Zoom’s video communications services will be used to connect more than 14,000 Technion students, over 550 faculty, over 1,000 technical and administrative staff, 250 clinicians, and 950 adjuncts and instructors across multiple campuses, as well as up to 100,000 alumni.

The Technion offers international programs in the United States and China with two partnering schools: Founded as a joint academic venture between Cornell University and Technion, The Jacobs Technion-Cornell Institute is an integral part of Cornell Tech, located on Roosevelt Island in NYC. The Guangdong Technion-Israel Institute of Technology is a public technological institute and non-profit research university located in the in the city of Shantou, Guangdong province, China. Zoom will be used to connect Technion with these institutions for greater collaboration and knowledge sharing.

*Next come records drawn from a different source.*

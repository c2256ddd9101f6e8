//! Error types for the secure device protocol
//!
//! Every variant here is a protocol-level failure: a frame that cannot be
//! trusted, a message that cannot be built, or an operation attempted in the
//! wrong handshake state. Transport failures live in `blebridge-ble`.

use thiserror::Error;

use crate::session::HandshakeState;

// ----------------------------------------------------------------------------
// Error Types
// ----------------------------------------------------------------------------

/// Errors produced while building, parsing or authenticating protocol messages
#[derive(Error, Debug, Clone, PartialEq, Eq)]
pub enum ProtocolError {
    #[error("CRC16 mismatch: frame carries {received:#06x}, computed {computed:#06x}")]
    ChecksumMismatch { received: u16, computed: u16 },

    #[error("Malformed frame: {0}")]
    Malformed(String),

    #[error("Unknown security flag: {0}")]
    UnknownSecurityFlag(u8),

    #[error("No key negotiated yet for security flag {0}")]
    KeyUnavailable(u8),

    #[error("Ciphertext could not be decrypted: {0}")]
    Decrypt(String),

    #[error("Unsupported protocol version {major}.{minor}")]
    UnsupportedVersion { major: u8, minor: u8 },

    #[error("Message too large: {size} bytes (max: {max_size})")]
    MessageTooLarge { size: usize, max_size: usize },

    #[error("Session is not paired")]
    NotPaired,

    #[error("Invalid handshake state: expected {expected:?}, got {actual:?}")]
    InvalidHandshakeState {
        expected: HandshakeState,
        actual: HandshakeState,
    },

    #[error("Sequence counter exhausted")]
    SequenceExhausted,

    #[error("Invalid device credentials: {0}")]
    InvalidCredentials(String),

    #[error("Data point {id} value too large: {len} bytes")]
    ValueTooLarge { id: u8, len: usize },
}

impl ProtocolError {
    /// Shorthand for [`ProtocolError::Malformed`]
    pub fn malformed(reason: impl Into<String>) -> Self {
        Self::Malformed(reason.into())
    }
}

/// Result type for protocol operations
pub type Result<T> = core::result::Result<T, ProtocolError>;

(l-r): Peter Aguilar (Zoom), Oded Gal (Zoom), Prof. Peretz Lavie (Technion), and Eric S. Yuan (Zoom).
(l-r): Peter Aguilar (Zoom), Oded Gal (Zoom), Prof. Peretz Lavie (Technion), and Eric S. Yuan (Zoom).

The connection between Zoom and Technion is a natural one. Listed as third on the 2018 Forbes Cloud 100 and located in the heart of the Silicon Valley, Zoom is among the most innovative technology companies in the world. It earned many early adopters in the Israel tech industry. Technion graduates bring the unique skills and knowledge that helped Israel earn the nickname “Start-Up Nation.” They constitute more than 70% of the country’s high-tech industry founders and managers.

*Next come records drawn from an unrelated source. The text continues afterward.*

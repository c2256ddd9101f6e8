//! Observer registry with one-shot and multi-shot subscriptions
//!
//! Dispatch never waits on a subscriber. One-shot subscribers receive through
//! a `oneshot` channel and are removed on first delivery; stream subscribers
//! get a bounded `mpsc` queue, and a full queue drops the item for that
//! subscriber only. Every subscription removes its own slot when dropped.
//!
//! [`Registry::cancel_all`] resolves every non-persistent subscriber with
//! [`GatewayError::Cancelled`]. Persistent subscribers survive it, which is
//! what lets a passive listener outlive a disconnect.

use std::collections::HashMap;
use std::hash::Hash;
use std::sync::atomic::{AtomicU64, Ordering};
use std::sync::{Arc, Mutex, MutexGuard, PoisonError, Weak};

use futures::stream::{self, Stream};
use tokio::sync::mpsc::error::TrySendError;
use tokio::sync::{mpsc, oneshot};
use tracing::{debug, warn};
use uuid::Uuid;

use crate::error::{GatewayError, GatewayResult};

// ----------------------------------------------------------------------------
// Notification
// ----------------------------------------------------------------------------

/// One inbound characteristic value
#[derive(Debug, Clone, PartialEq, Eq)]
pub struct Notification {
    /// Characteristic that produced the value
    pub characteristic: Uuid,
    pub value: Vec<u8>,
}

/// Per-link fan-out of inbound notifications, keyed by characteristic
pub type NotificationBroker = Registry<Uuid, Notification>;

// ----------------------------------------------------------------------------
// Registry
// ----------------------------------------------------------------------------

enum Sink<T> {
    Once(oneshot::Sender<T>),
    Many {
        tx: mpsc::Sender<T>,
        // Dropped together with the slot; the subscriber sees the closed
        // receiver before any buffered item.
        _cancel: oneshot::Sender<()>,
    },
}

struct Slot<T> {
    id: u64,
    persistent: bool,
    sink: Sink<T>,
}

struct RegistryInner<K, T> {
    slots: Mutex<HashMap<K, Vec<Slot<T>>>>,
    next_id: AtomicU64,
    queue_depth: usize,
}

impl<K: Eq + Hash, T> RegistryInner<K, T> {
    fn lock(&self) -> MutexGuard<'_, HashMap<K, Vec<Slot<T>>>> {
        self.slots.lock().unwrap_or_else(PoisonError::into_inner)
    }

    fn remove(&self, key: &K, id: u64) {
        let mut slots = self.lock();
        if let Some(list) = slots.get_mut(key) {
            list.retain(|slot| slot.id != id);
            if list.is_empty() {
                slots.remove(key);
            }
        }
    }
}

/// Subscriber registry keyed by event name
pub struct Registry<K, T> {
    inner: Arc<RegistryInner<K, T>>,
}

impl<K, T> Clone for Registry<K, T> {
    fn clone(&self) -> Self {
        Self {
            inner: Arc::clone(&self.inner),
        }
    }
}

impl<K, T> Registry<K, T>
where
    K: Eq + Hash + Clone + std::fmt::Debug,
    T: Clone,
{
    /// Create a registry whose stream subscribers buffer `queue_depth` items
    pub fn new(queue_depth: usize) -> Self {
        Self {
            inner: Arc::new(RegistryInner {
                slots: Mutex::new(HashMap::new()),
                next_id: AtomicU64::new(1),
                queue_depth: queue_depth.max(1),
            }),
        }
    }

    fn insert(&self, key: &K, persistent: bool, sink: Sink<T>) -> u64 {
        let id = self.inner.next_id.fetch_add(1, Ordering::Relaxed);
        self.inner
            .lock()
            .entry(key.clone())
            .or_default()
            .push(Slot {
                id,
                persistent,
                sink,
            });
        id
    }

    /// Register a subscriber for the next item under `key`
    pub fn subscribe_once(&self, key: K) -> OnceSubscription<K, T> {
        let (tx, rx) = oneshot::channel();
        let id = self.insert(&key, false, Sink::Once(tx));
        OnceSubscription {
            rx,
            key,
            id,
            registry: Arc::downgrade(&self.inner),
        }
    }

    /// Register a subscriber for every item under `key`
    ///
    /// A persistent subscription is not resolved by [`Registry::cancel_all`].
    pub fn subscribe(&self, key: K, persistent: bool) -> Subscription<K, T> {
        let (tx, rx) = mpsc::channel(self.inner.queue_depth);
        let (cancel_tx, cancel_rx) = oneshot::channel();
        let id = self.insert(
            &key,
            persistent,
            Sink::Many {
                tx,
                _cancel: cancel_tx,
            },
        );
        Subscription {
            rx,
            cancel: cancel_rx,
            cancelled: false,
            key,
            id,
            registry: Arc::downgrade(&self.inner),
        }
    }

    /// Hand `item` to every subscriber of `key`; returns how many accepted it
    pub fn dispatch(&self, key: &K, item: T) -> usize {
        let mut slots = self.inner.lock();
        let Some(list) = slots.get_mut(key) else {
            return 0;
        };

        let mut delivered = 0;
        let mut kept = Vec::with_capacity(list.len());
        for slot in list.drain(..) {
            let keep = match &slot.sink {
                Sink::Once(_) => false,
                Sink::Many { tx, .. } => match tx.try_send(item.clone()) {
                    Ok(()) => {
                        delivered += 1;
                        true
                    }
                    Err(TrySendError::Full(_)) => {
                        warn!("Subscriber queue full for {:?}, dropping item", key);
                        true
                    }
                    Err(TrySendError::Closed(_)) => false,
                },
            };
            if keep {
                kept.push(slot);
            } else if let Sink::Once(tx) = slot.sink {
                if tx.send(item.clone()).is_ok() {
                    delivered += 1;
                }
            }
        }

        if kept.is_empty() {
            slots.remove(key);
        } else {
            *list = kept;
        }
        delivered
    }

    /// Resolve every non-persistent subscriber with `Cancelled`
    pub fn cancel_all(&self) -> usize {
        let mut slots = self.inner.lock();
        let mut cancelled = 0;
        slots.retain(|_, list| {
            let before = list.len();
            list.retain(|slot| slot.persistent);
            cancelled += before - list.len();
            !list.is_empty()
        });
        if cancelled > 0 {
            debug!("Cancelled {} subscribers", cancelled);
        }
        cancelled
    }

    /// Live subscribers under `key`
    pub fn subscriber_count(&self, key: &K) -> usize {
        self.inner.lock().get(key).map_or(0, Vec::len)
    }

    /// Whether any persistent subscriber is registered under `key`
    pub fn has_persistent(&self, key: &K) -> bool {
        self.inner
            .lock()
            .get(key)
            .is_some_and(|list| list.iter().any(|slot| slot.persistent))
    }

    /// Keys that currently have a persistent subscriber
    pub fn persistent_keys(&self) -> Vec<K> {
        self.inner
            .lock()
            .iter()
            .filter(|(_, list)| list.iter().any(|slot| slot.persistent))
            .map(|(key, _)| key.clone())
            .collect()
    }
}

// ----------------------------------------------------------------------------
// Subscriptions
// ----------------------------------------------------------------------------

/// Pending single delivery
pub struct OnceSubscription<K: Eq + Hash, T> {
    rx: oneshot::Receiver<T>,
    key: K,
    id: u64,
    registry: Weak<RegistryInner<K, T>>,
}

impl<K: Eq + Hash, T> OnceSubscription<K, T> {
    /// Wait for the item; `Cancelled` if the registry dropped the slot first
    pub async fn wait(mut self) -> GatewayResult<T> {
        (&mut self.rx).await.map_err(|_| GatewayError::Cancelled)
    }
}

impl<K: Eq + Hash, T> Drop for OnceSubscription<K, T> {
    fn drop(&mut self) {
        if let Some(registry) = self.registry.upgrade() {
            registry.remove(&self.key, self.id);
        }
    }
}

/// Ongoing delivery through a bounded queue
pub struct Subscription<K: Eq + Hash, T> {
    rx: mpsc::Receiver<T>,
    cancel: oneshot::Receiver<()>,
    cancelled: bool,
    key: K,
    id: u64,
    registry: Weak<RegistryInner<K, T>>,
}

impl<K, T> Subscription<K, T>
where
    K: Eq + Hash + Send + 'static,
    T: Send + 'static,
{
    /// Next item, or `Cancelled` once the slot is gone
    pub async fn recv(&mut self) -> GatewayResult<T> {
        if self.cancelled {
            return Err(GatewayError::Cancelled);
        }
        tokio::select! {
            biased;
            _ = &mut self.cancel => {
                self.cancelled = true;
                Err(GatewayError::Cancelled)
            }
            item = self.rx.recv() => item.ok_or_else(|| {
                self.cancelled = true;
                GatewayError::Cancelled
            }),
        }
    }

    /// Adapt into a stream that ends after yielding `Cancelled`
    pub fn into_stream(self) -> impl Stream<Item = GatewayResult<T>> + Send + 'static {
        stream::unfold(Some(self), |state| async move {
            let mut subscription = state?;
            match subscription.recv().await {
                Ok(item) => Some((Ok(item), Some(subscription))),
                Err(e) => Some((Err(e), None)),
            }
        })
    }
}

impl<K: Eq + Hash, T> Drop for Subscription<K, T> {
    fn drop(&mut self) {
        if let Some(registry) = self.registry.upgrade() {
            registry.remove(&self.key, self.id);
        }
    }
}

“Zoom enables the Varonis Systems global teams to connect, including our offices in Israel and seven other countries, so they can collaborate seamlessly in real-time. Video is crucial for growing understanding across distances and cultures – Zoom enables us to build trust, move faster, and create the next generation of data security and analytics,” said Lior Gal, director of IT at Varonis Systems.

“Zoom has a mature and cutting-edge technology for delivering video and audio content for higher education. It can serve faculty, staff, and students while combining unique interoperability features with our current e-learning tools and systems. Incorporating Zoom with Moodle gives our staff the ability to deliver courses from anywhere to students in all three Technion international campuses, in Israel, the US, and China,” explained Zeev Schneider, deputy CIO at the Technion IIT.

The announcement was made during a visit by Technion president, Prof. Peretz Lavie, at Zoom headquarters in San Jose, California. “Zoom is an incredible technology. The ability to come together face-to-face is crucial for both ideation and education. Zoom will help Technion in its task of educating the next generation of global technology innovators,” said President Lavie.

“I am immensely proud to bring Zoom to my alma mater,” said Gal. “Innovation runs deep in the Technion, and their graduates bring so many gifts to Israel and the world. It is gratifying to bring them this gift.”

The Technion will roll out its Zoom deployment now through 2019.